Work out the number of lines that hold "WatchOptions" in the listing, and give that number with no other text.
+++ Excerpted records +++
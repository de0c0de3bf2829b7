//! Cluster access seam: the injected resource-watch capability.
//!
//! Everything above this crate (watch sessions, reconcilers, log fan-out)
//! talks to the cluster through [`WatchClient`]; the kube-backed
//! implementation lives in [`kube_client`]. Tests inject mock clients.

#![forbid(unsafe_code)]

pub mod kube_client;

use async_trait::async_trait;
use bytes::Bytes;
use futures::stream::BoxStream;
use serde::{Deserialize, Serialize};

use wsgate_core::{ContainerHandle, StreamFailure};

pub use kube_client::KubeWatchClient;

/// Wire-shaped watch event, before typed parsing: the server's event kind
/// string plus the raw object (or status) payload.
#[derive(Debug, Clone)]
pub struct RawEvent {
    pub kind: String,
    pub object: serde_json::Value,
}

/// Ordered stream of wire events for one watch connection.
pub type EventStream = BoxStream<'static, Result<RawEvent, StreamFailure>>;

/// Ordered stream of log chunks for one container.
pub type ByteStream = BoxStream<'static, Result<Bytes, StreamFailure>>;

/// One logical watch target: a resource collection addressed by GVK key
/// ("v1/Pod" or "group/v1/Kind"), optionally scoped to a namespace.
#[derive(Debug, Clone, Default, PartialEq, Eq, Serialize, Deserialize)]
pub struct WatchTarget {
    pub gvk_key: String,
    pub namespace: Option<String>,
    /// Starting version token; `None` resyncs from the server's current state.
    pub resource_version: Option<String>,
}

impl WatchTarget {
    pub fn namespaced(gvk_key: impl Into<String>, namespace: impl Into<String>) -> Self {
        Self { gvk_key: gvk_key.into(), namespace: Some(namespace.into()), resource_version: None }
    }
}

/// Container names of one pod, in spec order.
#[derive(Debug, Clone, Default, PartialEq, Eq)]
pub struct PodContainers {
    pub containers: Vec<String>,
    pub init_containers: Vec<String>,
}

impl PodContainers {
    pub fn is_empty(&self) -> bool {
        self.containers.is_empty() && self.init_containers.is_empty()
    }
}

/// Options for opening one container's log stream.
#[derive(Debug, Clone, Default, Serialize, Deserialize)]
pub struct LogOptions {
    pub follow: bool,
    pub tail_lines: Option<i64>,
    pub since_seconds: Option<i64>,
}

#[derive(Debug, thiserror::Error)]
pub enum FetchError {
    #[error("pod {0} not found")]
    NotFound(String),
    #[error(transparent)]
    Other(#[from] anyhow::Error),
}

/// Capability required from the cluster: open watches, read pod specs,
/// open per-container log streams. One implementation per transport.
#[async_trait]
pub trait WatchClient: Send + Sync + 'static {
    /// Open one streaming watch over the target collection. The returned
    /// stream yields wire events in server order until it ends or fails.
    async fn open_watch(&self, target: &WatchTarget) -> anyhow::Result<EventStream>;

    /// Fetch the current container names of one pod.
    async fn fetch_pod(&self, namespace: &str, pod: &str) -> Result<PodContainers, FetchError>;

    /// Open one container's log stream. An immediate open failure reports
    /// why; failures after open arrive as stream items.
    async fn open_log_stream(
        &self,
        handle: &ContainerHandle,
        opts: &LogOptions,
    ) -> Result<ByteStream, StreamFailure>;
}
+++
+++ Excerpted records +++
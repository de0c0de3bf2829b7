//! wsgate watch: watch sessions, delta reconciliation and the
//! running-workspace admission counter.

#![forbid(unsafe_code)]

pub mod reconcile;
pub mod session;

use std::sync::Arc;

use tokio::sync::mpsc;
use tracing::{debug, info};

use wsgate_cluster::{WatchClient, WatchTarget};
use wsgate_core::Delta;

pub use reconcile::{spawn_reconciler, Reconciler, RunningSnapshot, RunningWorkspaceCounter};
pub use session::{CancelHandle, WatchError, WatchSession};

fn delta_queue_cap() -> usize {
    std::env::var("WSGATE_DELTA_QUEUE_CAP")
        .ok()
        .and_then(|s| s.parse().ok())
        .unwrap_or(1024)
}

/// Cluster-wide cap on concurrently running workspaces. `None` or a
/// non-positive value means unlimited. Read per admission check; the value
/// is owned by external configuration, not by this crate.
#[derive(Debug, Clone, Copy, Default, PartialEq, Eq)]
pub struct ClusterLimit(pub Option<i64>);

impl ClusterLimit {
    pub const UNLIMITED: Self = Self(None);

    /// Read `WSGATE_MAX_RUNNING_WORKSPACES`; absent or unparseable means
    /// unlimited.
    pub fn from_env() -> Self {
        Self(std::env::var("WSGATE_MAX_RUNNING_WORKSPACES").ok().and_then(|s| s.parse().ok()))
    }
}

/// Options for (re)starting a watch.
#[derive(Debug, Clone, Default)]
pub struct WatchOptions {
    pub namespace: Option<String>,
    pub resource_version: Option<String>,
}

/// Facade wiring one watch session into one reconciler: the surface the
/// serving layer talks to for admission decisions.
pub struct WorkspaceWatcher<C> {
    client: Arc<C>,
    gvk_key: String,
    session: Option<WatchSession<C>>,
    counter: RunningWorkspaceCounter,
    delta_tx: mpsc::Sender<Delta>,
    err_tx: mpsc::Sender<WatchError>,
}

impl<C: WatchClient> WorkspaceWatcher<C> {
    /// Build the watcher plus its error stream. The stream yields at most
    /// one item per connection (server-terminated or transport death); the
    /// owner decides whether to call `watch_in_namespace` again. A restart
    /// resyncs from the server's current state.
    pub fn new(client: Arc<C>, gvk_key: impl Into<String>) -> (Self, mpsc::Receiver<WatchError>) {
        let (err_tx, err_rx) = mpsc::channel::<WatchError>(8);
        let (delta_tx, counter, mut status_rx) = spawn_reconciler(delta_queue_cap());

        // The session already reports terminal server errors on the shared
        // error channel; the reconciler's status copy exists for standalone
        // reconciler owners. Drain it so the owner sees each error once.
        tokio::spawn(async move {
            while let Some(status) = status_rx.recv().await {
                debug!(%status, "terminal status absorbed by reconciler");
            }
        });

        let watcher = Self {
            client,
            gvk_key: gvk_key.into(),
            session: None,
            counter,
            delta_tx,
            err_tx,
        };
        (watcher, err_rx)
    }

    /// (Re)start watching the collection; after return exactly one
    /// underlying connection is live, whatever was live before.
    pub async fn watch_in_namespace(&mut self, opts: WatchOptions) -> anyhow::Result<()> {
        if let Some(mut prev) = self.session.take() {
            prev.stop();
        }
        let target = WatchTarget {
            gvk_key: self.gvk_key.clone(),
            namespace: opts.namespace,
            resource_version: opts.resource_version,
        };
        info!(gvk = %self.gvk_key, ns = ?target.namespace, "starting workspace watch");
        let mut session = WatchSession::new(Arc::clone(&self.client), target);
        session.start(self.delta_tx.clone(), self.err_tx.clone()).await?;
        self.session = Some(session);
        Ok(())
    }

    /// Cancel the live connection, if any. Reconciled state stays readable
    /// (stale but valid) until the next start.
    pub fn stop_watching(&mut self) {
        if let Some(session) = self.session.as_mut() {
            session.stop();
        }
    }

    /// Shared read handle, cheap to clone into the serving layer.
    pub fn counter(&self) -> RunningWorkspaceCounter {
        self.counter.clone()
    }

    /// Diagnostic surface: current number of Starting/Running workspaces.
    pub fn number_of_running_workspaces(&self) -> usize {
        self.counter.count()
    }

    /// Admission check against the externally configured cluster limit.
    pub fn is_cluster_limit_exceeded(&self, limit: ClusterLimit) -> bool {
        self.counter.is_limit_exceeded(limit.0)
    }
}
+++
**Problem solution:** 2